8 Dezember 2023

I Have Strong Feelings Towards a File System

Disclaimer: I have no idea what I'm talking about when it comes to file systems. I know the basics, and I haven't paid much attention to them prior, so please assume all the details in this article are flawed. It's just a blog post of someone discovering an 18 year old file system fairly recently, and being excited about it.

I never thought I'd develop strong feelings towards a file system. It's such a boring piece of software after all. Don't get me wrong, it's super important, but what's there to be excited about? NTFS, FAT32, ext3, ext4... it's all kind of the same thing. Sure, there's incompatibilities, performance differences, size differences, file integrity differences, and so on. But it's all just kind of boring.

Hey, look, guys! My file system has journaling!

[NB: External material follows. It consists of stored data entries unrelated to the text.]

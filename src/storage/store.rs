//! Zarr stores.
//!
//! [`FilesystemStore`] writes fixtures to disk; [`MemoryStore`] backs the unit tests.

mod filesystem_store;
mod memory_store;

pub use filesystem_store::{FilesystemStore, FilesystemStoreCreateError};
pub use memory_store::MemoryStore;
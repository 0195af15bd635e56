use derive_more::Display;
use thiserror::Error;

use crate::storage::StorePrefix;

use super::NodeName;

/// A Zarr hierarchy node path.
///
/// A path starts with `/`, e.g. `/` for the root group and `/arrays/ints/int8` for an array two groups below it.
#[derive(Clone, Eq, PartialEq, Ord, PartialOrd, Hash, Debug, Display)]
pub struct NodePath(String);

/// An invalid node path.
#[derive(Debug, Error)]
#[error("invalid node path {0}")]
pub struct NodePathError(String);

impl NodePath {
    /// Create a new Zarr node path from `path`.
    ///
    /// # Errors
    ///
    /// Returns [`NodePathError`] if `path` is not valid according to [`NodePath::validate`()].
    pub fn new(path: &str) -> Result<Self, NodePathError> {
        if Self::validate(path) {
            Ok(Self(path.to_string()))
        } else {
            Err(NodePathError(path.to_string()))
        }
    }

    /// The root node.
    #[must_use]
    pub fn root() -> Self {
        Self("/".to_string())
    }

    /// Extracts a string slice containing the node path.
    #[must_use]
    pub fn as_str(&self) -> &str {
        &self.0
    }

    /// Returns true if this is the root node path.
    #[must_use]
    pub fn is_root(&self) -> bool {
        self.0 == "/"
    }

    /// The name of the node, the empty string for the root node.
    #[must_use]
    pub fn name(&self) -> &str {
        self.0.rsplit('/').next().unwrap_or_default()
    }

    /// The path of the child called `name`.
    ///
    /// # Errors
    ///
    /// Returns [`NodePathError`] if `name` is not a valid [`NodeName`].
    pub fn child(&self, name: &str) -> Result<Self, NodePathError> {
        if name.is_empty() || !NodeName::validate(name) {
            return Err(NodePathError(format!("{}/{name}", self.0.trim_end_matches('/'))));
        }
        if self.is_root() {
            Ok(Self(format!("/{name}")))
        } else {
            Ok(Self(format!("{}/{name}", self.0)))
        }
    }

    /// Validates a path.
    ///
    /// A path always starts with `/`, and a non-root path cannot end with `/` or contain an empty node name (`//`).
    #[must_use]
    pub fn validate(path: &str) -> bool {
        path.eq("/") || (path.starts_with('/') && !path.ends_with('/') && !path.contains("//"))
    }
}

impl TryFrom<&str> for NodePath {
    type Error = NodePathError;

    fn try_from(path: &str) -> Result<Self, Self::Error> {
        Self::new(path)
    }
}

impl TryFrom<&StorePrefix> for NodePath {
    type Error = NodePathError;

    fn try_from(prefix: &StorePrefix) -> Result<Self, Self::Error> {
        let prefix = prefix.as_str();
        let path = "/".to_string() + prefix.strip_suffix('/').unwrap_or(prefix);
        Self::new(&path)
    }
}

#[cfg(test)]
mod tests {
    use super::*;

    #[test]
    fn node_path() {
        assert!(NodePath::new("/").is_ok());
        assert!(NodePath::new("/a/b").is_ok());
        assert_eq!(NodePath::new("/a/b").unwrap().to_string(), "/a/b");
        assert!(NodePath::new("/a/b/").is_err());
        assert_eq!(
            NodePath::new("/a/b/").unwrap_err().to_string(),
            "invalid node path /a/b/"
        );
        assert!(NodePath::new("/a//b").is_err());
        assert!(NodePath::new("a").is_err());
    }

    #[test]
    fn node_path_child() {
        let arrays = NodePath::root().child("arrays").unwrap();
        assert_eq!(arrays.as_str(), "/arrays");
        let ints = arrays.child("ints").unwrap();
        assert_eq!(ints.as_str(), "/arrays/ints");
        assert_eq!(ints.name(), "ints");
        assert_eq!(NodePath::root().name(), "");
        assert!(ints.child("a/b").is_err());
        assert!(ints.child("..").is_err());
        assert!(ints.child("").is_err());
    }

    #[test]
    fn node_path_from_prefix() {
        let prefix = StorePrefix::new("arrays/misc/").unwrap();
        assert_eq!(NodePath::try_from(&prefix).unwrap().as_str(), "/arrays/misc");
        assert!(NodePath::try_from(&StorePrefix::root()).unwrap().is_root());
    }
}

It knows where to continue in case of power loss!

Cool.

But then there's ZFS. I love ZFS!

My Experience With File Systems Previously

Here's how I have dealt with file systems in the past: I have a disk, and I want to use it to store files on it. Usually I want to partition that disk slightly, and maybe I want to enroll it in some kind of RAID.

The process used to be this:

Use some sort of Disk Utility or paritioning tool like parted to write the partition table and define the layout. Try to figure out how to set up your RAID at this point.
If you're really fancy, activate LVM, which adds a bunch of overhead so that you can have a partition layout that's a bit more flexible.
And then all that flexibility gets thrown out the window anyways because then you mkfs.ext4 on that partition and now it's fixed.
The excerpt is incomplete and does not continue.